Input records below:

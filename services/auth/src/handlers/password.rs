use axum::Json;
use axum::extract::State;
use axum::response::IntoResponse;
use serde::Deserialize;

use crate::domain::types::{FORGOT_PASSWORD_IP_POLICY, RESET_PASSWORD_IP_POLICY};
use crate::error::AuthServiceError;
use crate::handlers::{ApiResponse, ClientIp, enforce_rate_limit};
use crate::state::AppState;
use crate::usecase::password::{
    ForgotPasswordInput, ForgotPasswordUseCase, ResetPasswordInput, ResetPasswordUseCase,
};

/// The one message `/auth/forgot-password` ever returns on success, whether
/// or not the account exists.
pub const FORGOT_PASSWORD_MESSAGE: &str =
    "If an account with that email exists, a password reset code has been sent.";

#[derive(Debug, Deserialize)]
pub struct ForgotPasswordBody {
    #[serde(default)]
    pub email: String,
}

/// `POST /auth/forgot-password`
pub async fn forgot_password(
    State(state): State<AppState>,
    ClientIp(ip): ClientIp,
    Json(body): Json<ForgotPasswordBody>,
) -> Result<impl IntoResponse, AuthServiceError> {
    enforce_rate_limit(
        &state.rate_limiter,
        format!("forgot_password_{ip}"),
        FORGOT_PASSWORD_IP_POLICY,
    )
    .await?;

    let usecase = ForgotPasswordUseCase {
        admins: state.admin_repo(),
        otps: state.otp_repo(),
        mailer: state.mailer.clone(),
        rate_limiter: state.rate_limiter.clone(),
    };
    usecase
        .execute(ForgotPasswordInput { email: body.email })
        .await?;

    Ok(Json(ApiResponse::message_only(FORGOT_PASSWORD_MESSAGE)))
}

#[derive(Debug, Deserialize)]
pub struct ResetPasswordBody {
    #[serde(default)]
    pub reset_token: String,
    #[serde(default)]
    pub new_password: String,
    #[serde(default)]
    pub confirm_password: String,
}

/// `POST /auth/reset-password`
pub async fn reset_password(
    State(state): State<AppState>,
    ClientIp(ip): ClientIp,
    Json(body): Json<ResetPasswordBody>,
) -> Result<impl IntoResponse, AuthServiceError> {
    enforce_rate_limit(
        &state.rate_limiter,
        format!("reset_password_{ip}"),
        RESET_PASSWORD_IP_POLICY,
    )
    .await?;

    let usecase = ResetPasswordUseCase {
        admins: state.admin_repo(),
        mailer: state.mailer.clone(),
        access_secret: state.access_secret.clone(),
    };
    usecase
        .execute(ResetPasswordInput {
            reset_token: body.reset_token,
            new_password: body.new_password,
            confirm_password: body.confirm_password,
        })
        .await?;

    Ok(Json(ApiResponse::message_only(
        "password reset successful, you can now log in with the new password",
    )))
}
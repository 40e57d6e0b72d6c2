use sea_orm::entity::prelude::*;

/// One-time passcode record, keyed by (email, purpose).
/// Expires 10 minutes after creation; at most 3 verification attempts.
/// A partial unique index on (email, purpose) WHERE is_used = false
/// backstops the one-unused-code-per-pair invariant against races.
#[derive(Clone, Debug, PartialEq, Eq, DeriveEntityModel)]
#[sea_orm(table_name = "otp_records")]
pub struct Model {
    #[sea_orm(primary_key, auto_increment = false)]
    pub id: Uuid,
    pub email: String,
    /// "email_verification", "login_verification", or "password_reset".
    pub purpose: String,
    /// bcrypt hash of the 6-digit code. The plaintext is never stored.
    pub otp_hash: String,
    pub attempts: i32,
    pub is_used: bool,
    pub expires_at: chrono::DateTime<chrono::Utc>,
    pub created_at: chrono::DateTime<chrono::Utc>,
}

#[derive(Copy, Clone, Debug, EnumIter, DeriveRelation)]
pub enum Relation {}

impl ActiveModelBehavior for ActiveModel {}
pub mod login;
pub mod password;
pub mod register;
pub mod token;
pub mod verify_otp;
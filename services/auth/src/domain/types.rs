use chrono::{DateTime, Duration, Utc};
use serde::{Deserialize, Serialize};
use uuid::Uuid;

/// Hard cap on admin accounts system-wide, enforced at registration.
pub const MAX_ADMIN_ACCOUNTS: u64 = 4;

/// OTP time-to-live in minutes.
pub const OTP_TTL_MINS: i64 = 10;

/// Maximum verification attempts per OTP record.
pub const OTP_MAX_ATTEMPTS: i32 = 3;

/// Failed logins before the account locks.
pub const MAX_LOGIN_ATTEMPTS: i32 = 5;

/// Lock duration once the attempt limit is reached.
pub const LOCK_DURATION_HOURS: i64 = 2;

/// Admin role; permissions are derived from it at account creation.
#[derive(Debug, Clone, Copy, PartialEq, Eq, Serialize, Deserialize)]
#[serde(rename_all = "snake_case")]
pub enum AdminRole {
    Admin,
    SuperAdmin,
}

impl AdminRole {
    pub fn parse(s: &str) -> Option<Self> {
        match s {
            "admin" => Some(Self::Admin),
            "super_admin" => Some(Self::SuperAdmin),
            _ => None,
        }
    }

    pub fn as_str(&self) -> &'static str {
        match self {
            Self::Admin => "admin",
            Self::SuperAdmin => "super_admin",
        }
    }

    /// Capability strings granted to a fresh account of this role.
    pub fn permissions(&self) -> Vec<String> {
        let base = ["view_dashboard", "manage_leads"];
        let extra = ["manage_admins", "manage_settings"];
        match self {
            Self::Admin => base.iter().map(|s| s.to_string()).collect(),
            Self::SuperAdmin => base
                .iter()
                .chain(extra.iter())
                .map(|s| s.to_string())
                .collect(),
        }
    }
}

/// Admin account as the usecases see it. `password_hash` never leaves the
/// service; API-facing profile DTOs are built from the other fields.
#[derive(Debug, Clone)]
pub struct AdminAccount {
    pub id: Uuid,
    pub email: String,
    pub first_name: String,
    pub last_name: String,
    pub password_hash: String,
    pub role: AdminRole,
    pub permissions: Vec<String>,
    pub is_active: bool,
    pub is_email_verified: bool,
    pub login_attempts: i32,
    pub lock_until: Option<DateTime<Utc>>,
    pub last_login: Option<DateTime<Utc>>,
    pub token_version: i32,
    pub created_at: DateTime<Utc>,
    pub updated_at: DateTime<Utc>,
}

impl AdminAccount {
    pub fn is_locked(&self) -> bool {
        self.lock_until.is_some_and(|until| until > Utc::now())
    }

    /// Whole minutes until the lock expires, rounded up so a caller never
    /// sees "0 minutes" on a still-locked account.
    pub fn lock_minutes_remaining(&self) -> i64 {
        self.lock_until
            .map(|until| {
                let secs = (until - Utc::now()).num_seconds().max(0);
                (secs + 59) / 60
            })
            .unwrap_or(0)
    }
}

/// What a one-time passcode authorizes once verified.
#[derive(Debug, Clone, Copy, PartialEq, Eq)]
pub enum OtpPurpose {
    EmailVerification,
    LoginVerification,
    PasswordReset,
}

impl OtpPurpose {
    pub fn parse(s: &str) -> Option<Self> {
        match s {
            "email_verification" => Some(Self::EmailVerification),
            "login_verification" => Some(Self::LoginVerification),
            "password_reset" => Some(Self::PasswordReset),
            _ => None,
        }
    }

    pub fn as_str(&self) -> &'static str {
        match self {
            Self::EmailVerification => "email_verification",
            Self::LoginVerification => "login_verification",
            Self::PasswordReset => "password_reset",
        }
    }
}

/// One-time passcode record keyed by (email, purpose). Holds only the bcrypt
/// hash of the 6-digit code.
#[derive(Debug, Clone)]
pub struct OtpRecord {
    pub id: Uuid,
    pub email: String,
    pub purpose: OtpPurpose,
    pub otp_hash: String,
    pub attempts: i32,
    pub is_used: bool,
    pub expires_at: DateTime<Utc>,
    pub created_at: DateTime<Utc>,
}

impl OtpRecord {
    pub fn new(email: String, purpose: OtpPurpose, otp_hash: String) -> Self {
        let now = Utc::now();
        Self {
            id: Uuid::new_v4(),
            email,
            purpose,
            otp_hash,
            attempts: 0,
            is_used: false,
            expires_at: now + Duration::minutes(OTP_TTL_MINS),
            created_at: now,
        }
    }

    pub fn is_expired(&self) -> bool {
        self.expires_at <= Utc::now()
    }
}

/// Result of a successful OTP verification, tagged by purpose so the handler
/// dispatch is exhaustive at compile time instead of a raw string switch.
#[derive(Debug)]
pub enum OtpOutcome {
    EmailVerified {
        admin: AdminAccount,
    },
    LoggedIn {
        admin: AdminAccount,
        access_token: String,
        access_token_exp: u64,
        refresh_token: String,
    },
    PasswordResetAuthorized {
        reset_token: String,
    },
}

/// Outbound notification message handed to the [`Mailer`] port.
///
/// [`Mailer`]: crate::domain::repository::Mailer
#[derive(Debug, Clone, PartialEq, Eq)]
pub struct MailMessage {
    pub to: String,
    pub subject: String,
    pub body: String,
}

impl MailMessage {
    /// The OTP delivery mail; the only place the plaintext code travels.
    pub fn otp(to: &str, purpose: OtpPurpose, code: &str) -> Self {
        let subject = match purpose {
            OtpPurpose::EmailVerification => "Verify your Leadgate admin account",
            OtpPurpose::LoginVerification => "Your Leadgate login code",
            OtpPurpose::PasswordReset => "Your Leadgate password reset code",
        };
        Self {
            to: to.to_owned(),
            subject: subject.to_owned(),
            body: format!("Your verification code is {code}. It expires in {OTP_TTL_MINS} minutes."),
        }
    }

    pub fn welcome(to: &str, first_name: &str) -> Self {
        Self {
            to: to.to_owned(),
            subject: "Welcome to the Leadgate admin dashboard".to_owned(),
            body: format!("Hi {first_name}, your admin account is now verified and active."),
        }
    }

    pub fn password_changed(to: &str) -> Self {
        Self {
            to: to.to_owned(),
            subject: "Your Leadgate admin password was changed".to_owned(),
            body: "Your password was just reset. If this wasn't you, contact support immediately."
                .to_owned(),
        }
    }
}

/// Limit + window pair for one rate-limit bucket.
#[derive(Debug, Clone, Copy)]
pub struct RatePolicy {
    pub limit: u32,
    pub window_secs: u64,
}

pub const REGISTER_IP_POLICY: RatePolicy = RatePolicy { limit: 3, window_secs: 3600 };
pub const LOGIN_IP_POLICY: RatePolicy = RatePolicy { limit: 5, window_secs: 900 };
pub const FORGOT_PASSWORD_IP_POLICY: RatePolicy = RatePolicy { limit: 3, window_secs: 3600 };
pub const FORGOT_PASSWORD_EMAIL_POLICY: RatePolicy = RatePolicy { limit: 3, window_secs: 3600 };
pub const RESET_PASSWORD_IP_POLICY: RatePolicy = RatePolicy { limit: 5, window_secs: 3600 };
pub const VERIFY_OTP_IP_POLICY: RatePolicy = RatePolicy { limit: 5, window_secs: 900 };

/// Outcome of a rate-limit check.
#[derive(Debug, Clone, Copy)]
pub struct RateDecision {
    pub allowed: bool,
    pub remaining: u32,
    /// Epoch milliseconds marking the end of the current window.
    pub reset_time_ms: u64,
}

impl RateDecision {
    /// Seconds until the window resets, for Retry-After style messaging.
    pub fn retry_after_secs(&self) -> u64 {
        let now_ms = Utc::now().timestamp_millis().max(0) as u64;
        self.reset_time_ms.saturating_sub(now_ms).div_ceil(1000)
    }
}
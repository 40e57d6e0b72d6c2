//! sea-orm entities owned by the auth service.

pub mod admins;
pub mod otp_records;
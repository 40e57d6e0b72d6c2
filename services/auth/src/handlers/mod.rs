pub mod login;
pub mod otp;
pub mod password;
pub mod register;
pub mod token;

use axum::extract::{ConnectInfo, FromRequestParts};
use chrono::{DateTime, Utc};
use http::StatusCode;
use http::request::Parts;
use serde::Serialize;
use std::net::SocketAddr;
use uuid::Uuid;

use crate::domain::repository::RateLimiter;
use crate::domain::types::{AdminAccount, RatePolicy};
use crate::error::AuthServiceError;

/// Response envelope shared by every endpoint: `{success, message?, data?}`.
#[derive(Debug, Serialize)]
pub struct ApiResponse<T: Serialize> {
    pub success: bool,
    #[serde(skip_serializing_if = "Option::is_none")]
    pub message: Option<String>,
    #[serde(skip_serializing_if = "Option::is_none")]
    pub data: Option<T>,
}

impl<T: Serialize> ApiResponse<T> {
    pub fn ok(data: T) -> Self {
        Self {
            success: true,
            message: None,
            data: Some(data),
        }
    }

    pub fn ok_with_message(message: &str, data: T) -> Self {
        Self {
            success: true,
            message: Some(message.to_owned()),
            data: Some(data),
        }
    }
}

impl ApiResponse<()> {
    pub fn message_only(message: &str) -> Self {
        Self {
            success: true,
            message: Some(message.to_owned()),
            data: None,
        }
    }
}

/// Admin profile as returned by the API. Deliberately has no password field
/// of any kind — built from [`AdminAccount`] by copying the public fields.
#[derive(Debug, Serialize)]
pub struct AdminProfile {
    pub admin_id: Uuid,
    pub email: String,
    pub first_name: String,
    pub last_name: String,
    pub role: String,
    pub permissions: Vec<String>,
    pub is_email_verified: bool,
    #[serde(serialize_with = "leadgate_core::serde::opt_to_rfc3339_ms")]
    pub last_login: Option<DateTime<Utc>>,
}

impl From<&AdminAccount> for AdminProfile {
    fn from(admin: &AdminAccount) -> Self {
        Self {
            admin_id: admin.id,
            email: admin.email.clone(),
            first_name: admin.first_name.clone(),
            last_name: admin.last_name.clone(),
            role: admin.role.as_str().to_owned(),
            permissions: admin.permissions.clone(),
            is_email_verified: admin.is_email_verified,
            last_login: admin.last_login,
        }
    }
}

/// Client IP for rate-limit keys: first `X-Forwarded-For` entry when the
/// service sits behind the reverse proxy, else the socket peer address.
#[derive(Debug, Clone)]
pub struct ClientIp(pub String);

impl<S> FromRequestParts<S> for ClientIp
where
    S: Send + Sync,
{
    type Rejection = StatusCode;

    fn from_request_parts(
        parts: &mut Parts,
        _state: &S,
    ) -> impl std::future::Future<Output = Result<Self, Self::Rejection>> + Send {
        let forwarded = parts
            .headers
            .get("x-forwarded-for")
            .and_then(|v| v.to_str().ok())
            .and_then(|v| v.split(',').next())
            .map(|v| v.trim().to_owned())
            .filter(|v| !v.is_empty());

        let peer = parts
            .extensions
            .get::<ConnectInfo<SocketAddr>>()
            .map(|ConnectInfo(addr)| addr.ip().to_string());

        async move {
            Ok(Self(
                forwarded.or(peer).unwrap_or_else(|| "unknown".to_owned()),
            ))
        }
    }
}

/// Check one rate-limit bucket, translating a denial into the 429 error.
pub(crate) async fn enforce_rate_limit<R: RateLimiter>(
    limiter: &R,
    key: String,
    policy: RatePolicy,
) -> Result<(), AuthServiceError> {
    let decision = limiter
        .check(&key, policy.limit, policy.window_secs)
        .await?;
    if !decision.allowed {
        tracing::debug!(%key, "rate limit exceeded");
        return Err(AuthServiceError::RateLimited {
            retry_after_secs: decision.retry_after_secs(),
        });
    }
    Ok(())
}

End of Input records.

What needs to be done: From the records above, repeat exactly the lines from the one with "pub mod otp_records;" through the one with "use serde::Serialize;", both included.

Completed exercise:
pub mod otp_records;
repository 40e57d6e0b72d6c2
filename services/auth/src/handlers/mod.rs
pub mod login;
pub mod otp;
pub mod password;
pub mod register;
pub mod token;

use axum::extract::{ConnectInfo, FromRequestParts};
use chrono::{DateTime, Utc};
use http::StatusCode;
use http::request::Parts;
use serde::Serialize;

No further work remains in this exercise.